WHAT TO DO: Copy out exactly the lines below that run from the one holding "use anyhow::Context;" to the one holding "str, value: Decimal", keeping both of those lines and no others.

RECORDS:
use ::config::{Config, Environment, File};
use anyhow::Context;
use rust_decimal::Decimal;
use serde::{Deserialize, Serialize};
use std::path::{Path, PathBuf};
use std::time::Duration;
use thiserror::Error;
use tracing::warn;

use crate::exchange::RetryPolicy;
use crate::execution::coordinator::{CapitalMode, CoordinatorSettings, PairSpec};
use crate::models::KlineInterval;
use crate::strategy::{StrategyConfig, StrategyKind};

/// Environment variables look like `PAIRTRADER__STOP_LOSS_FRACTION`
const ENV_PREFIX: &str = "PAIRTRADER";
const ENV_SEPARATOR: &str = "__";

/// Config file picked up from the working directory when `--config` is absent
pub const DEFAULT_CONFIG_FILE: &str = "pairtrader.toml";

#[derive(Debug, Error, PartialEq)]
pub enum ConfigError {
    #[error("{name} must be within [0, 1), got {value}")]
    FractionOutOfRange { name: &'static str, value: Decimal },

    #[error("invalid strategy parameters: {0}")]
    Strategy(String),

    #[error("no active trading pairs (active_assets: {0:?})")]
    NoActivePairs(Vec<String>),

    #[error("{0} must be positive")]
    NotPositive(&'static str),
}

/// One tradeable base asset and its strategy
#[derive(Debug, Clone, PartialEq, Serialize, Deserialize)]
pub struct PairSettings {
    pub base_asset: String,
    #[serde(default)]
    pub strategy: StrategyConfig,
    /// Starting price of the simulated market for this asset
    #[serde(default = "default_paper_price")]
    pub paper_price: f64,
}

fn default_paper_price() -> f64 {
    100.0
}

impl PairSettings {
    fn new(base_asset: &str, fast: usize, medium: usize, slow: usize, paper_price: f64) -> Self {
        Self {
            base_asset: base_asset.to_string(),
            strategy: StrategyConfig::new("", StrategyKind::FilteredCrossover)
                .with_periods(fast, medium, slow),
            paper_price,
        }
    }

    pub fn symbol(&self, quote_asset: &str) -> String {
        format!("{}{}", self.base_asset, quote_asset)
    }
}

#[derive(Debug, Clone, PartialEq, Serialize, Deserialize)]
#[serde(default)]
pub struct Settings {
    pub quote_asset: String,
    pub pairs: Vec<PairSettings>,
    pub active_assets: Vec<String>,
    pub kline_interval: KlineInterval,
    pub poll_interval_secs: u64,
    pub pair_pause_ms: u64,
    pub stop_loss_fraction: Decimal,
    pub take_profit_fraction: Decimal,
    pub capital_mode: CapitalMode,
    pub fixed_amount: Decimal,
    pub telegram_token: Option<String>,
    pub telegram_chat_id: Option<String>,
    pub checkpoint_path: Option<PathBuf>,
    pub redis_url: Option<String>,
    pub control_file: Option<PathBuf>,
    pub retry_attempts: u32,
    pub retry_base_delay_ms: u64,
    pub requests_per_minute: u32,
    pub paper_starting_balance: Decimal,
    pub paper_seed: u64,
    pub paper_history_bars: usize,
    pub paper_volatility: f64,
}

impl Default for Settings {
    fn default() -> Self {
        Self {
            quote_asset: "USDT".to_string(),
            pairs: vec![
                PairSettings::new("BTC", 7, 20, 40, 60_000.0),
                PairSettings::new("ETH", 10, 25, 50, 3_000.0),
                PairSettings::new("SOL", 5, 15, 30, 150.0),
            ],
            active_assets: vec!["BTC".to_string(), "ETH".to_string(), "SOL".to_string()],
            kline_interval: KlineInterval::Hours(2),
            poll_interval_secs: 300,
            pair_pause_ms: 500,
            stop_loss_fraction: Decimal::ZERO,
            take_profit_fraction: Decimal::ZERO,
            capital_mode: CapitalMode::PerPairPool,
            fixed_amount: Decimal::from(20),
            telegram_token: None,
            telegram_chat_id: None,
            checkpoint_path: None,
            redis_url: None,
            control_file: None,
            retry_attempts: 3,
            retry_base_delay_ms: 1000,
            requests_per_minute: 600,
            paper_starting_balance: Decimal::from(10_000),
            paper_seed: 42,
            paper_history_bars: 200,
            paper_volatility: 0.01,
        }
    }
}

impl Settings {
    /// Defaults, then the config file, then `PAIRTRADER__*` variables
    ///
    /// Without an explicit path, `pairtrader.toml` is used when it exists.
    pub fn load(path: Option<&Path>) -> anyhow::Result<Self> {
        let defaults = Config::try_from(&Settings::default())
            .context("Failed to build default configuration")?;

        let mut builder = Config::builder().add_source(defaults);
        builder = match path {
            Some(path) => builder.add_source(File::from(path).required(true)),
            None => builder.add_source(File::with_name(DEFAULT_CONFIG_FILE).required(false)),
        };
        builder = builder.add_source(
            Environment::with_prefix(ENV_PREFIX)
                .prefix_separator(ENV_SEPARATOR)
                .separator(ENV_SEPARATOR)
                .try_parsing(true)
                .list_separator(",")
                .with_list_parse_key("active_assets"),
        );

        let settings: Settings = builder
            .build()
            .context("Failed to load configuration")?
            .try_deserialize()
            .context("Failed to parse configuration")?;

        settings.validate()?;
        Ok(settings)
    }

    pub fn validate(&self) -> Result<(), ConfigError> {
        for (name, value) in [
            ("stop_loss_fraction", self.stop_loss_fraction),
            ("take_profit_fraction", self.take_profit_fraction),
        ] {
            if value < Decimal::ZERO || value >= Decimal::ONE {
                return Err(ConfigError::FractionOutOfRange { name, value });
            }
        }

        if self.poll_interval_secs == 0 {
            return Err(ConfigError::NotPositive("poll_interval_secs"));
        }
        if self.retry_attempts == 0 {
            return Err(ConfigError::NotPositive("retry_attempts"));
        }
        if self.requests_per_minute == 0 {
            return Err(ConfigError::NotPositive("requests_per_minute"));
        }
        if self.capital_mode == CapitalMode::FixedAmount && self.fixed_amount <= Decimal::ZERO {
            return Err(ConfigError::NotPositive("fixed_amount"));
        }

        let active = self.active_pairs();
        if active.is_empty() {
            return Err(ConfigError::NoActivePairs(self.active_assets.clone()));
        }
        for pair in &active {
            pair.strategy.validate().map_err(ConfigError::Strategy)?;
        }

        Ok(())
    }

    fn is_active(&self, base_asset: &str) -> bool {
        self.active_assets
            .iter()
            .any(|a| a.trim().eq_ignore_ascii_case(base_asset))
    }

    /// Pair settings whose base asset is listed in `active_assets`
    pub fn active_pair_settings(&self) -> Vec<&PairSettings> {
        self.pairs.iter().filter(|p| self.is_active(&p.base_asset)).collect()
    }

    /// Pairs to trade, in configuration order
    ///
    /// Active assets without pair settings are warned about and ignored.
    pub fn active_pairs(&self) -> Vec<PairSpec> {
        for asset in &self.active_assets {
            let asset = asset.trim();
            if !self.pairs.iter().any(|p| p.base_asset.eq_ignore_ascii_case(asset)) {
                warn!("Unsupported asset '{}' in active_assets, ignoring", asset);
            }
        }

        self.active_pair_settings()
            .into_iter()
            .map(|p| {
                let mut strategy = p.strategy.clone();
                strategy.symbol = p.symbol(&self.quote_asset);
                PairSpec {
                    base_asset: p.base_asset.clone(),
                    strategy,
                }
            })
            .collect()
    }

    pub fn coordinator_settings(&self) -> CoordinatorSettings {
        CoordinatorSettings {
            quote_asset: self.quote_asset.clone(),
            kline_interval: self.kline_interval,
            pair_pause: Duration::from_millis(self.pair_pause_ms),
            capital_mode: self.capital_mode,
            fixed_amount: self.fixed_amount,
            stop_loss_fraction: self.stop_loss_fraction,
            take_profit_fraction: self.take_profit_fraction,
        }
    }

    pub fn retry_policy(&self) -> RetryPolicy {
        RetryPolicy {
            max_attempts: self.retry_attempts,
            base_delay: Duration::from_millis(self.retry_base_delay_ms),
        }
    }

    pub fn poll_interval(&self) -> Duration {
        Duration::from_secs(self.poll_interval_secs)
    }

    /// Both Telegram settings present and non-empty
    pub fn telegram(&self) -> Option<(&str, &str)> {
        match (self.telegram_token.as_deref(), self.telegram_chat_id.as_deref()) {
            (Some(token), Some(chat)) if !token.is_empty() && !chat.is_empty() => Some((token, chat)),
            _ => None,
        }
    }
}
/// Ratio of the short-window mean volume to the long-window mean volume
///
/// Both windows end at the latest bar. Returns 0.0 when the long mean is
/// zero and None when there are fewer volumes than the longer window.
pub fn volume_ratio(volumes: &[f64], short_len: usize, long_len: usize) -> Option<f64> {
    if short_len == 0 || long_len == 0 || volumes.len() < short_len.max(long_len) {
        return None;
    }

    let mean = |len: usize| volumes[volumes.len() - len..].iter().sum::<f64>() / len as f64;

    let long_mean = mean(long_len);
    if long_mean == 0.0 {
        return Some(0.0);
    }

    Some(mean(short_len) / long_mean)
}

#[cfg(test)]
mod tests {
    use super::*;

    #[test]
    fn test_volume_ratio() {
        let volumes = vec![100.0, 100.0, 100.0, 300.0];
        // short mean 300, long mean 150
        assert_eq!(volume_ratio(&volumes, 1, 4), Some(2.0));
    }

    #[test]
    fn test_volume_ratio_zero_volume() {
        let volumes = vec![0.0; 10];
        assert_eq!(volume_ratio(&volumes, 3, 10), Some(0.0));
    }

    #[test]
    fn test_volume_ratio_insufficient_data() {
        let volumes = vec![1.0; 5];
        assert!(volume_ratio(&volumes, 3, 10).is_none());
        assert!(volume_ratio(&volumes, 0, 3).is_none());
    }
}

OUTPUT:
use anyhow::Context;
use rust_decimal::Decimal;
use serde::{Deserialize, Serialize};
use std::path::{Path, PathBuf};
use std::time::Duration;
use thiserror::Error;
use tracing::warn;

use crate::exchange::RetryPolicy;
use crate::execution::coordinator::{CapitalMode, CoordinatorSettings, PairSpec};
use crate::models::KlineInterval;
use crate::strategy::{StrategyConfig, StrategyKind};

/// Environment variables look like `PAIRTRADER__STOP_LOSS_FRACTION`
const ENV_PREFIX: &str = "PAIRTRADER";
const ENV_SEPARATOR: &str = "__";

/// Config file picked up from the working directory when `--config` is absent
pub const DEFAULT_CONFIG_FILE: &str = "pairtrader.toml";

#[derive(Debug, Error, PartialEq)]
pub enum ConfigError {
    #[error("{name} must be within [0, 1), got {value}")]
    FractionOutOfRange { name: &'static str, value: Decimal },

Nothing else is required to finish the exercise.